In Sub-saharan Africa, cassava serves as a major staple for most people; in fact, it is the third largest carbohydrate source after rice and maize. Some of the more than 500 million cassava consumers in the region eat is as often as three times a day. It’s a dependable crop because cassava grows well in poor soils with little rainfall.
But two main diseases continue to damage the crop on the continent causing farmers huge losses. First, the Cassava Mosaic Disease (CMD) Virus. It causes stunting in the plants and eventually kills them. Annually, it is estimated it causes up to 30 percent cassava yield loss in mainly West and East Africa.
Then there is the Cassava Brown Streak Disease (CBSD) Virus which could be responsible for the loss of 100 percent yield on farms. This disease is currently the biggest cassava constraint in East Africa as it destroys the edible roots of the cassava even when rest of the plant looks healthy.
Since 2005, a global collaborative effort has been ongoing by researchers at the Donald Danforth Plant Science Center in USA, the National Crop Resources Research Institute in Uganda, the National Crop Research Institute in Nigeria, the Kenya Agricultural and Livestock Research Organisation, and a number of other partners to deal with these challenges.
The VIRCA Plus Project (Virus Resistant Cassava for Africa Project) is the result of a merger of two separate projects; first the VIRCA project which was aimed at making the cassava resistant to the two diseases, and the Bio Cassava Plus Project which was aimed at improving upon the nutritional value of the cassava.
I had a rare opportunity to visit the Donald Danforth Plant Sciences Center at St. Louis, Missouri in the USA to meet some of the scientists working on the project. I discovered that the work on the cassava has thrown up the complicated nature of science. There are a number of cassava varieties in East Africa that have a natural resistance to the Cassava Mosaic Disease (CMD) Virus.
The VIRCA Plus project used modern biotechnology processes to introduce the genes responsible for resistance to the Cassava Brown Streak Disease (CBSD) into the ones with natural resistance to CMD. The result; the natural cassava mosaic disease resistance was lost.
“VIRCA took varieties with natural CMD resistance….then they went on to add transgenic CBSD resistance….the process of tissue culture caused them to lose resistance to CMD…but transgenic CBSD resistance remained,” Dr Andrew Kiggundu who is Project Manager of the Institute for International Crop Improvement at the centre explained.
Dr Kiggundu attributes the situation to inexplicable circumstances that obviously shows how complicated science can be.
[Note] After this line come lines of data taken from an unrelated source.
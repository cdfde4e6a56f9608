use axum::http::StatusCode;
use axum::response::{IntoResponse, Response};
use serde_json::json;
use servecmd_core::error::RunError;

/// Application-level error type for HTTP handlers.
///
/// Wraps [`RunError`] for engine failures and adds HTTP-specific variants.
/// Implements [`IntoResponse`] to produce consistent JSON error responses.
#[derive(Debug, thiserror::Error)]
pub enum AppError {
    /// A failed command run from `servecmd_core`.
    #[error(transparent)]
    Run(#[from] RunError),

    /// A bad request with a human-readable message.
    #[error("Bad request: {0}")]
    BadRequest(String),

    /// The request body exceeds `MAX_BODY_BYTES`.
    #[error("Payload too large: {0}")]
    PayloadTooLarge(String),
}

/// Convenience type alias for handler return values.
pub type AppResult<T> = Result<T, AppError>;

impl IntoResponse for AppError {
    fn into_response(self) -> Response {
        let (status, code, message) = match &self {
            // --- RunError variants ---
            AppError::Run(err) => classify_run_error(err),

            // --- HTTP-specific errors ---
            AppError::BadRequest(msg) => (StatusCode::BAD_REQUEST, "BAD_REQUEST", msg.clone()),
            AppError::PayloadTooLarge(msg) => (
                StatusCode::PAYLOAD_TOO_LARGE,
                "PAYLOAD_TOO_LARGE",
                msg.clone(),
            ),
        };

        let body = json!({
            "error": message,
            "code": code,
        });

        (status, axum::Json(body)).into_response()
    }
}

/// Classify a run error into an HTTP status, error code, and message.
///
/// - Unknown commands map to 404.
/// - Missing parameters and unrenderable command lines map to 400.
/// - Subprocess deadlines map to 504.
/// - I/O and spawn failures map to 500 with a sanitized message.
fn classify_run_error(err: &RunError) -> (StatusCode, &'static str, String) {
    if err.is_client_error() {
        let status = match err {
            RunError::CommandNotFound(_) => StatusCode::NOT_FOUND,
            _ => StatusCode::BAD_REQUEST,
        };
        return (status, err.code(), err.to_string());
    }

    if let RunError::Timeout { .. } = err {
        return (StatusCode::GATEWAY_TIMEOUT, err.code(), err.to_string());
    }

    tracing::error!(error = %err, code = err.code(), "Command run failed");
    (
        StatusCode::INTERNAL_SERVER_ERROR,
        err.code(),
        "An internal error occurred".to_string(),
    )
}
//! Mapping of declared return entries onto captured output.

use std::path::{Path, PathBuf};

use base64::engine::general_purpose::STANDARD;
use base64::Engine;
use indexmap::IndexMap;
use serde::Serialize;

use super::executor::ProcessOutput;
use crate::error::RunError;
use crate::spec::{Encoding, PayloadFormat, ReturnSpec, Stream};

/// An encoded output body with its transport metadata.
#[derive(Debug, Clone, PartialEq, Eq, Serialize)]
pub struct Payload {
    pub body: String,
    /// Path relative to the job directory; set for `file_list` entries.
    #[serde(skip_serializing_if = "Option::is_none")]
    pub filename: Option<String>,
    pub mimetype: String,
    pub encoding: Encoding,
}

impl Payload {
    pub fn encode(bytes: &[u8], format: &PayloadFormat, filename: Option<String>) -> Self {
        let body = match format.encoding {
            Encoding::Base64 => STANDARD.encode(bytes),
            Encoding::Text => String::from_utf8_lossy(bytes).into_owned(),
        };
        Self {
            body,
            filename,
            mimetype: format.mimetype.clone(),
            encoding: format.encoding,
        }
    }

    /// Recover the raw bytes of the body.
    pub fn decode(&self) -> Result<Vec<u8>, base64::DecodeError> {
        match self.encoding {
            Encoding::Base64 => STANDARD.decode(&self.body),
            Encoding::Text => Ok(self.body.clone().into_bytes()),
        }
    }
}

/// Value of one return entry.
#[derive(Debug, Clone, PartialEq, Eq, Serialize)]
#[serde(untagged)]
pub enum OutputValue {
    Text(String),
    Payload(Payload),
    PayloadList(Vec<Payload>),
}

/// Outcome of a successful run: the job id plus one value per return
/// entry, in declaration order.
#[derive(Debug, Clone, PartialEq, Eq, Serialize)]
pub struct ExecutionResult {
    pub job_id: String,
    #[serde(flatten)]
    pub outputs: IndexMap<String, OutputValue>,
}

impl ExecutionResult {
    pub fn get(&self, key: &str) -> Option<&OutputValue> {
        self.outputs.get(key)
    }
}

/// Build the value of every entry in `returns`.
pub async fn collect_outputs(
    returns: &[ReturnSpec],
    job_dir: &Path,
    output: &ProcessOutput,
) -> Result<IndexMap<String, OutputValue>, RunError> {
    let mut outputs = IndexMap::with_capacity(returns.len());
    for ret in returns {
        let value = match ret {
            ReturnSpec::Text(stream) => {
                OutputValue::Text(String::from_utf8_lossy(stream_bytes(output, *stream)).into_owned())
            }
            ReturnSpec::Stream { stream, format, .. } => {
                OutputValue::Payload(Payload::encode(stream_bytes(output, *stream), format, None))
            }
            ReturnSpec::File {
                filename, format, ..
            } => {
                let bytes = tokio::fs::read(job_dir.join(filename))
                    .await
                    .map_err(|e| RunError::io(format!("failed to read return file {filename}"), e))?;
                OutputValue::Payload(Payload::encode(&bytes, format, None))
            }
            ReturnSpec::FileList { glob, format, .. } => {
                OutputValue::PayloadList(collect_file_list(job_dir, glob, format).await?)
            }
        };
        outputs.insert(ret.name().to_string(), value);
    }
    Ok(outputs)
}

fn stream_bytes(output: &ProcessOutput, stream: Stream) -> &[u8] {
    match stream {
        Stream::Stdout => &output.stdout,
        Stream::Stderr => &output.stderr,
    }
}

/// Regular files under `root` matching `pattern`, in glob order.
///
/// Directory walking is blocking, so it runs on the blocking thread pool.
async fn glob_files(root: &Path, pattern: &str) -> Result<Vec<PathBuf>, RunError> {
    let full_pattern = format!(
        "{}/{}",
        glob::Pattern::escape(&root.to_string_lossy()),
        pattern
    );
    let pattern = pattern.to_string();

    tokio::task::spawn_blocking(move || -> Result<Vec<PathBuf>, RunError> {
        let options = glob::MatchOptions {
            require_literal_leading_dot: true,
            ..glob::MatchOptions::new()
        };
        let paths = glob::glob_with(&full_pattern, options).map_err(|e| {
            RunError::io(
                format!("invalid glob pattern {pattern}"),
                std::io::Error::new(std::io::ErrorKind::InvalidInput, e.msg),
            )
        })?;

        let mut files = Vec::new();
        for entry in paths {
            let path = entry
                .map_err(|e| RunError::io(format!("failed to match {pattern}"), e.into_error()))?;
            if path.is_file() {
                files.push(path);
            }
        }
        Ok(files)
    })
    .await
    .map_err(|e| RunError::io("glob task failed", std::io::Error::other(e)))?
}

/// Read and encode every regular file under `job_dir` matching `pattern`,
/// in glob match order.
///
/// Hidden files only match when the pattern spells the leading dot, and
/// matches resolving outside the job directory through symlinks are skipped.
async fn collect_file_list(
    job_dir: &Path,
    pattern: &str,
    format: &PayloadFormat,
) -> Result<Vec<Payload>, RunError> {
    let root = tokio::fs::canonicalize(job_dir)
        .await
        .map_err(|e| RunError::io("failed to resolve job directory", e))?;

    let matches = glob_files(&root, pattern).await?;

    let mut payloads = Vec::new();
    for path in matches {
        let resolved = tokio::fs::canonicalize(&path)
            .await
            .map_err(|e| RunError::io(format!("failed to resolve {}", path.display()), e))?;
        if !resolved.starts_with(&root) {
            tracing::warn!(path = %path.display(), "Skipping match outside the job directory");
            continue;
        }

        let relative = path
            .strip_prefix(&root)
            .unwrap_or(&path)
            .to_string_lossy()
            .into_owned();
        let bytes = tokio::fs::read(&resolved)
            .await
            .map_err(|e| RunError::io(format!("failed to read return file {relative}"), e))?;
        payloads.push(Payload::encode(&bytes, format, Some(relative)));
    }
    Ok(payloads)
}

// ---------------------------------------------------------------------------
// Tests
// ---------------------------------------------------------------------------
But he says work is ongoing to correct that and re-introduce the lost resistance into the variety so it could have both.
“The mission is to provide both resistance…so they are doing field work to cross back the CMD resistance…now there are about 300 lines which are transgenic and have both CMD and CSBD…and are crossing it back to non-transgenic which is CMD resistant…now they have the first generation,” he explained.
“We are sure that once we get CBSD resistance in there, it will help millions because cassava is a food security crop people. Cassava production will be sustained,” Dr Kiggundu added.
The Donald Danforth Plant Center is also working with its partners under the same project to enhance the nutritional value of cassava. Although cassava provides a lot of calories, it does not contain sufficient levels of key nutrients. Some 75 percent of preschool children and 67% of pregnant women in Nigeria are affected by iron deficiency anaemia and 24 percent of people in sub-Saharan Africa are at risk of zinc deficiency due to an inadequate dietary intake.
Deficiency in vitamin A which is also known to be responsible for night blindness as well as increased risk of infection in children and maternal mortality in women are big issues in Africa as well. The project was working on introducing these three nutrients into local cassava varieties in Nigeria. But it pulled breaks on introducing carotene which is a vitamin A precursor into the cassava, as a result of inexplicable complications.
“We were able to make golden cassava. We had orange roots. But as you put the beta-carotene in it and it goes up, the starch goes down in the roots. Unknown science, unknown biological phenomenon, and right now, we can’t fix it. It’s not like it was broken. This is an unknown biological phenomenon that has been there forever,” Director of the Institute for International Crop Improvement at the Donald Danforth Plant Science Center Dr Nigel Taylor explained.
“The farmers grow cassava for the starch and if the starch content goes down, they won’t plant it. So we have to drop that… But there is conventionally bred cassava varieties that have a higher content of beta-carotene? That is why we dropped it because we know we will not be able to deliver it to the farmer,” he explained. “We are focusing on getting it to the farmer… What we are doing, it has never been done before. And anytime you do this, you discover these things,” Dr Niger Taylor added.
These examples with the VIRCA project speak of the complexities of science. But clearly, it is the same science that is being used to unravel the complexities and overcome them.